Monday, June 23, 2014

The Impact Report: Time Is A Squared Circle

When will people ever learn?
Screen Grab via ImpactWrestling.com
Before we begin, I really have to applaud TNA for making my job INCREDIBLY easy today. I had intended to open up my review this week with a review of Slammiversary and how great it was and how I had so much faith going into last night. In typical TNA fashion... well I’m not really going to place the blame squarely on TNA. It’s not as if WWE hasn’t let me down after great PPVs, so in typical TV wrestling fashion, that faith was paid back in garbage. With rehashed and recycled storylines culminating in what might end up being a finish we’ve seen multiple times, any good will TNA had earned with me after their big PPV was drained pretty quickly.

The promotion gets a lot of bad press for supposedly ripping off WWE storylines. Then again, WWE’s Summer Of Punk was after all a rip-off of ROH’s original version, and both were modern revisions of Shane Douglas’ “Birth Of The Franchise” promo that launched ECW. It’s not as if there wasn’t precedent for TNA’s Fall Of Styles. While I don’t think that all of it is deserved, I do think that they 100% ripped off WWE last night, but not in the way you think. No, I think the comparison between Eric Young and Daniel Bryan’s title reign are way overblown. Young may be over with TNA but I don’t think he’s ever been the guy any fans were clamoring for like Bryan was, and facial hair aside the two men couldn’t be more dissimilar, both in-ring and out of it.

When Young lost his title last night after succumbing to the “insurmountable” odds of wrestling two dudes in the same night after he did that same thing just a week ago, TNA was ripping off the angle that killed WWECW - putting the title on Bobby Lashley. For those of that you that don’t know, the incident in question is from the infamous 2006 iteration of the December To Dismember PPV. The main event was an “extreme” Elimination Chamber match for the ECW Championship, but backstage a feud was brewing between ECW creative head Paul Heyman and WWE Lord Of All Vince McMahon. McMahon wanted the title to be put on Lashley, while Heyman wanted to put the title on CM Punk. McMahon figured that the fans would take anyone as a new Champion, Heyman knew that even WWECW fans were discerning and wanted something different, which is what CM Punk represented. The fans revolted, Heyman left ECW, and WWECW folded shortly after. Last night we had MVP forcing Lashley down our throat in a really unappealing way, when what the fans want is right there.

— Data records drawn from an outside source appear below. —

//! Crate-level error for callers that want a single type.

use crate::bayes::{BayesError, CompileError, CptError, InferenceError};
use crate::bowtie::{DataValidationError, TableError};
use crate::config::ConfigError;
use crate::vocabulary::VocabularyError;
use crate::workflow::WorkflowError;

#[derive(Debug, thiserror::Error)]
pub enum BowtieError {
    #[error(transparent)]
    Data(#[from] DataValidationError),
    #[error(transparent)]
    Table(#[from] TableError),
    #[error(transparent)]
    Vocabulary(#[from] VocabularyError),
    #[error(transparent)]
    Compile(#[from] CompileError),
    #[error(transparent)]
    Cpt(#[from] CptError),
    #[error(transparent)]
    Inference(#[from] InferenceError),
    #[error(transparent)]
    Bayes(#[from] BayesError),
    #[error(transparent)]
    Workflow(#[from] WorkflowError),
    #[error(transparent)]
    Config(#[from] ConfigError),
    #[error("csv error: {0}")]
    Csv(#[from] csv::Error),
    #[error("io error: {0}")]
    Io(#[from] std::io::Error),
    #[error("json error: {0}")]
    Json(#[from] serde_json::Error),
}

pub type Result<T, E = BowtieError> = std::result::Result<T, E>;

#[cfg(test)]
mod tests {
    use super::*;
    use crate::bowtie::{records_from_csv_str, validate, BowtieRecord};

    fn load(raw: &str) -> Result<Vec<BowtieRecord>> {
        let records = records_from_csv_str(raw)?;
        validate(&records)?;
        Ok(records)
    }

    #[test]
    fn component_errors_convert() {
        let err = load("Activity,Pressure\n").unwrap_err();
        assert!(matches!(err, BowtieError::Table(TableError::Validation(_))));
        let err = load("Activity,Pressure,Central_Problem,Consequence\n").unwrap_err();
        assert!(matches!(err, BowtieError::Data(DataValidationError::EmptyRecordSet)));
    }
}
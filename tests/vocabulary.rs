use std::sync::atomic::AtomicBool;
use std::time::Duration;

use bowtie_risk::vocabulary::{
    load_vocabulary_dir, SearchScope, Vocabulary, VocabularyKind, VocabularyStore,
};
use tempfile::tempdir;

fn write_dir(activities: &str) -> tempfile::TempDir {
    let dir = tempdir().unwrap();
    std::fs::write(dir.path().join("activities.csv"), activities).unwrap();
    std::fs::write(
        dir.path().join("pressures.csv"),
        concat!(
            "level,id,name\n1,P,BIOLOGICAL PRESSURES\n",
            "2,P1,Nutrient enrichment\n3,P1.1,Nitrogen loading\n"
        ),
    )
    .unwrap();
    dir
}

#[test]
fn search_matches_selectable_row_by_name() {
    let dir = write_dir("level,id,name\n1,A,PHYSICAL RESTRUCTURING\n2,A1,Dredging\n");
    let vocabulary = load_vocabulary_dir(dir.path());
    let hits = vocabulary
        .table(VocabularyKind::Activities)
        .search("dredg", SearchScope::Name);
    assert_eq!(hits.len(), 1);
    assert_eq!(hits[0].id, "A1");
    assert_eq!(hits[0].name, "Dredging");
}

#[test]
fn missing_tables_degrade_to_empty() {
    let dir = write_dir("level,id,name\n1,A,PHYSICAL RESTRUCTURING\n2,A1,Dredging\n");
    let vocabulary = load_vocabulary_dir(dir.path());
    assert!(vocabulary.is_available());
    assert!(vocabulary.table(VocabularyKind::Controls).is_empty());
    assert!(vocabulary.table(VocabularyKind::Consequences).is_empty());
}

#[test]
fn hierarchy_resolves_without_parent_column() {
    let dir = write_dir("level,id,name\n1,A,PHYSICAL RESTRUCTURING\n2,A1,Dredging\n");
    let vocabulary = load_vocabulary_dir(dir.path());
    let pressures = vocabulary.table(VocabularyKind::Pressures);
    let path: Vec<&str> = pressures
        .ancestor_path("P1.1")
        .iter()
        .map(|e| e.id.as_str())
        .collect();
    assert_eq!(path, vec!["P", "P1", "P1.1"]);
    let below: Vec<&str> = pressures
        .descendants("P")
        .iter()
        .map(|e| e.id.as_str())
        .collect();
    assert_eq!(below, vec!["P1", "P1.1"]);
    assert_eq!(pressures.stats().max_depth, 3);
}

#[tokio::test]
async fn reload_swaps_snapshot_and_bumps_generation() {
    let dir = write_dir("level,id,name\n1,A,PHYSICAL RESTRUCTURING\n2,A1,Dredging\n");
    let store = VocabularyStore::new(Vocabulary::empty());
    let old = store.snapshot();

    let generation = store
        .reload_with_timeout(dir.path(), Duration::from_secs(5), None)
        .await
        .unwrap();
    assert_eq!(generation, 1);
    assert_eq!(store.generation(), 1);
    assert!(old.vocabulary.table(VocabularyKind::Activities).is_empty());
    assert!(store
        .snapshot()
        .vocabulary
        .table(VocabularyKind::Activities)
        .find_by_name("dredging")
        .is_some());
}

#[tokio::test]
async fn cancelled_reload_is_rejected() {
    let dir = write_dir("level,id,name\n2,A1,Dredging\n");
    let store = VocabularyStore::default();
    let cancel = AtomicBool::new(true);
    assert!(store
        .reload_with_timeout(dir.path(), Duration::from_secs(5), Some(&cancel))
        .await
        .is_err());
    assert_eq!(store.generation(), 0);
}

Again, not saying that Young is in any way similar to CM Punk. He’s probably even further from Punk and what Punk used to stand for than he is to Daniel Bryan. And while Lashley winning the title on free TV has more to do with the angle than just giving the fans what you think they want, it reeks of desperation and possibly could lead to a final curtain for the company. Lashley is not a TNA original. His first run at TNA was barely a year long and his return is fairly recent, so he’s really being hotshotted into the title scene here. The timing is pretty awful too, seeing as he was involved in the three-way dance between Young and Samoa Joe just a few days ago at Slammiversary. Why not put the title on him then? It benefits no one, and other than Lashley not being the one to get pinned at the PPV there’s no real reason to have this title match here other than to have the title change hands. Young had already wrestled that night. It devalues the title inasmuch it doesn’t become something to be chased or earned but something the boss practically hands to you by having you beat an already broken-down wrestler.

The rest of the show was remarkably forgettable other than the free TV return of Kurt Angle, but I want to express my continued frustration with the Bully Ray-Dixie Carter feud. At Slammiversary, the feud continued after Team 3D was inducted into the TNA Hall of Fame, only to have Bully Ray later get beaten by Ethan Carter III. Tonight we had the TNA return of Tommy Dreamer to talk to Dixie about how terrible it is she isn’t a wrestler and is running a wrestling company, which lead to Dreamer getting punched in the dick. I’m convinced that the only reason this happened was because TNA creative realized people were cheering a man who has threatened to murder people within the last year threaten a helpless woman with getting put through a table. Then again, I also don’t want to give TNA that much credit.

That this feud is continuing at all is upsetting, seeing as EC3 beat Bully Ray at his own game and that presumably should be the end of the story. This whole thing started with Bully getting mad over losing a table match and Bully’s anger cost him the Texas Deathmatch at Slammiversary, so why is he still fighting? This angle running concurrently with the MVP angle (and in TNA in general) makes even less sense as we’ve seen what a wrestler running the company looks like and it’s not pretty.

TNA is on a vicious cycle here and if they don’t break out of it I fear for the future of this company. We’ve seen the heel stable take over the company so many times one wonders how the TNA Board Of Directors does anything anymore, and I only can wonder what the end game of Lashley’s title run will look like, and what it’ll mean for everyone involved going forward.